With funding from Facebook, a team of researchers and clinicians at the University of California, San Francisco has developed an algorithm that decodes the brain activity associated with words that are spoken or heard and translates it, in real time, into text on a computer screen. The brain activity is read by an electrode array placed directly onto the surface of the brain. Several years ago, Facebook technologists stated their aim to build wearable devices that perform the same function for mass consumption.
“In collaboration with university researchers, they have developed an implant for clinical use, but do they have policies on how they use the data?” says Ienca. “If this is ever deployed commercially, they’ll be able to collect a new source of data and combine it with the huge volumes of data they already own, and sell or share it with other parties.”
“The more that private actors are involved, the more we’ll need transparent policies about data management,” Ienca added.
UCSF neurosurgeon Edward Chang, senior author of the Facebook-funded study, says that there was a discussion about data management. “We agreed that they would not have access to the data and that access to it would be determined by the participants, and whether they wanted it shared publicly or not,” he says. “The main application we’re thinking about is restoring communication for people who have lost the ability to communicate because of stroke or injury to the brain.”
Suthana says that direct-to-consumer brain implants are still a long way off, but that it is important to consider the ethical issues nevertheless. “A lot of this is hype, and I don’t think it’s doable in the near future, but as we start to get there, there’ll be some very serious discussions that have to be had to make sure it’s done appropriately,” she says, adding that she is part of a U.S. BRAIN Initiative-funded consortium of researchers doing such work. “We have an ethics working group that meets every so often to discuss these things, and we’re aware that these conversations are going on in the public, but we’re being realistic about what’s actually possible.”
Other organizations, and even some governments, are also considering the implications of neurotechnology for individuals and society. In 2019, the Organization for Economic Cooperation and Development (OECD) adopted the Recommendation on Responsible Innovation in Neurotechnology, which recognizes among other things, that neurotechnologies are fast-moving, follow uncertain pathways, hit squarely on hot-button issues like privacy and freedom of thought, have great potential for unintended use, raise numerous ethical and legal questions, and could require “agile forms of governance.”
“Responsible innovation in neurotechnology will require concerted action across governmental levels and across the public and private sectors,” the OECD recommendations read.

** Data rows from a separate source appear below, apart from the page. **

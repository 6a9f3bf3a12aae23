//! Seed the database with sample users and products.
//!
//! Intended for development and demo environments; inserts are not
//! idempotent, so run against a fresh database.

use rust_decimal::Decimal;
use secrecy::SecretString;
use thiserror::Error;
use tracing::info;

use grandeur_core::Email;
use grandeur_server::db::{self, ProductRepository, RepositoryError, UserRepository};

/// Errors from the seed command.
#[derive(Debug, Error)]
pub enum SeedError {
    #[error("Missing environment variable: {0}")]
    MissingEnvVar(&'static str),

    #[error("Invalid seed data: {0}")]
    InvalidData(String),

    #[error("Database error: {0}")]
    Database(#[from] sqlx::Error),

    #[error("Repository error: {0}")]
    Repository(#[from] RepositoryError),
}

/// Sample catalog rows: name, price, image.
const PRODUCTS: &[(&str, &str, &str)] = &[
    (
        "Linen Shirt",
        "45.00",
        "https://img.grandeur.shop/linen-shirt.jpg",
    ),
    (
        "Denim Jacket",
        "120.00",
        "https://img.grandeur.shop/denim-jacket.jpg",
    ),
    (
        "Canvas Sneakers",
        "75.50",
        "https://img.grandeur.shop/canvas-sneakers.jpg",
    ),
    (
        "Wool Beanie",
        "18.00",
        "https://img.grandeur.shop/wool-beanie.jpg",
    ),
];

/// Sample account rows: email, first name, last name, phone.
const USERS: &[(&str, &str, &str, Option<&str>)] = &[
    ("ada@example.com", "Ada", "Lovelace", Some("+2348012345678")),
    ("grace@example.com", "Grace", "Hopper", None),
];

/// Insert sample users and products.
///
/// # Errors
///
/// Returns an error if `DATABASE_URL` is not set, the connection fails,
/// or any insert fails.
pub async fn run() -> Result<(), SeedError> {
    dotenvy::dotenv().ok();

    let database_url = std::env::var("DATABASE_URL")
        .map(SecretString::from)
        .map_err(|_| SeedError::MissingEnvVar("DATABASE_URL"))?;

    let pool = db::create_pool(&database_url).await?;
    info!("Connected to database");

    let users = UserRepository::new(&pool);
    for (email, first_name, last_name, phone) in USERS {
        let email = Email::parse(email).map_err(|e| SeedError::InvalidData(e.to_string()))?;
        let user = users.create(&email, first_name, last_name, *phone).await?;
        info!(user_id = %user.id, %email, "seeded user");
    }

    let products = ProductRepository::new(&pool);
    for (name, price, image) in PRODUCTS {
        let price = price
            .parse::<Decimal>()
            .map_err(|e| SeedError::InvalidData(e.to_string()))?;
        let product = products.create(name, price, Some(*image)).await?;
        info!(product_id = %product.id, name, "seeded product");
    }

    info!("Seeding complete!");
    Ok(())
}
//! Check the package `__init__.py` metadata bindings.

use pdk_lint_core::matchers::{assigned_string, assignments_to};
use pdk_lint_core::parse::parse_file;
use pdk_lint_core::{Check, CheckContext, CheckResult, Location};

/// Check name for package-init.
pub const NAME: &str = "check-package-init";

/// Requires `__init__.py` with `__version__` (string literal) and `__all__`.
#[derive(Debug, Clone, Copy, Default)]
pub struct PackageInit;

impl PackageInit {
    /// Creates the check.
    #[must_use]
    pub fn new() -> Self {
        Self
    }
}

impl Check for PackageInit {
    fn name(&self) -> &'static str {
        NAME
    }

    fn description(&self) -> &'static str {
        "Validates __version__ and __all__ in the package __init__.py"
    }

    fn run(&self, ctx: &CheckContext) -> CheckResult {
        let mut result = CheckResult::new(self.name());
        let Some(layout) = &ctx.layout else {
            result.warn("could not locate package directory - skipping");
            return result;
        };

        let init_path = layout.root.join("__init__.py");
        let display = ctx.display_path(&init_path);
        if !init_path.exists() {
            result.error_at(Location::new(display), "does not exist");
            return result;
        }

        let file = match parse_file(&init_path) {
            Ok(file) => file,
            Err(e) if e.is_syntax() => {
                result.warn_at(Location::new(display), "could not parse (syntax error)");
                return result;
            }
            Err(_) => {
                result.warn_at(Location::new(display), "could not read file");
                return result;
            }
        };

        let root = file.root();
        let source = file.bytes();

        if assigned_string(root, source, "__version__").is_none() {
            if assignments_to(root, source, "__version__").is_empty() {
                result.error_at(Location::new(display.clone()), "__version__ is not defined");
            } else {
                result.error_at(
                    Location::new(display.clone()),
                    "__version__ is defined but not as a string literal \
                     (must be __version__ = \"X.Y.Z\")",
                );
            }
        }

        if assignments_to(root, source, "__all__").is_empty() {
            result.error_at(Location::new(display), "__all__ is not defined");
        }

        result
    }
}

#[cfg(test)]
mod tests {
    use super::*;
    use std::fs;
    use tempfile::TempDir;

    fn run_with_init(source: Option<&str>) -> CheckResult {
        let repo = TempDir::new().unwrap();
        let pkg = repo.path().join("mypdk");
        fs::create_dir_all(&pkg).unwrap();
        if let Some(source) = source {
            fs::write(pkg.join("__init__.py"), source).unwrap();
        }
        // Discovery requires an init marker; hand the check a located
        // package so the missing-init branch is reachable.
        let layout = pdk_lint_core::PackageLayout {
            root: pkg,
            bands: Vec::new(),
        };
        let ctx = CheckContext::new(repo.path(), None, Some(layout));
        PackageInit::new().run(&ctx)
    }

    #[test]
    fn complete_init_is_clean() {
        let result = run_with_init(Some(
            "__version__ = \"0.1.0\"\n__all__ = [\"cells\", \"tech\"]\n",
        ));
        assert!(result.is_clean());
    }

    #[test]
    fn missing_init_is_an_error() {
        let result = run_with_init(None);
        let errors: Vec<_> = result.errors().collect();
        assert_eq!(errors.len(), 1);
        assert_eq!(errors[0].message, "does not exist");
    }

    #[test]
    fn missing_version_and_all_are_separate_errors() {
        let result = run_with_init(Some("from . import cells\n"));
        let messages: Vec<_> = result.errors().map(|f| f.message.as_str()).collect();
        assert_eq!(
            messages,
            ["__version__ is not defined", "__all__ is not defined"]
        );
    }

    #[test]
    fn non_literal_version_gets_the_specific_error() {
        let result = run_with_init(Some(
            "import importlib.metadata\n\
             __version__ = importlib.metadata.version(\"mypdk\")\n\
             __all__ = []\n",
        ));
        let messages: Vec<_> = result.errors().map(|f| f.message.as_str()).collect();
        assert_eq!(messages.len(), 1);
        assert!(messages[0].contains("not as a string literal"));
    }

    #[test]
    fn undiscoverable_package_warns_and_skips() {
        let repo = TempDir::new().unwrap();
        let ctx = CheckContext::new(repo.path(), None, None);
        let result = PackageInit::new().run(&ctx);
        assert!(!result.has_errors());
        assert_eq!(result.warnings().count(), 1);
    }

    #[test]
    fn unparsable_init_is_a_warning_not_an_error() {
        let result = run_with_init(Some("def broken(:\n"));
        assert!(!result.has_errors());
        let warnings: Vec<_> = result.warnings().collect();
        assert_eq!(warnings.len(), 1);
        assert!(warnings[0].message.contains("syntax error"));
    }
}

In mid-December of last year, when the Chilean Senate unanimously approved its Neuroprotection Bill presented several months earlier, it became the first country in the world to enshrine “neurorights” into its constitution. The initiative, spearheaded by neuroscientist Rafael Yuste of Columbia University, considers the possible outcomes of advances in neurotechnology, arguing that any developments must respect and preserve people’s privacy, identity, equality, and sense of agency. “This is a pioneering attempt to regulate and prevent the possible misuses of neurotechnology,” says Ienca, “but classifying brain data as organs that cannot be sold or traded may undermine people’s right to decide which data they want to share.”
“Chile is looking for binding regulations, but it’s unlikely that this approach will work everywhere,” he adds, “but top-down governance is not the only approach. We can also explore intermediate governance levels, such as the OECD initiative for responsible innovation to develop standards for data management and best practices.”
There is also the possibility of taking a more “soft law” approach, of developing ethical guidelines to which companies and institutions would voluntarily adhere. “We are now developing a myriad of guidelines for artificial intelligence, and I believe we need to develop similar guidelines for neurotech—especially for data management, data sharing and individual rights.”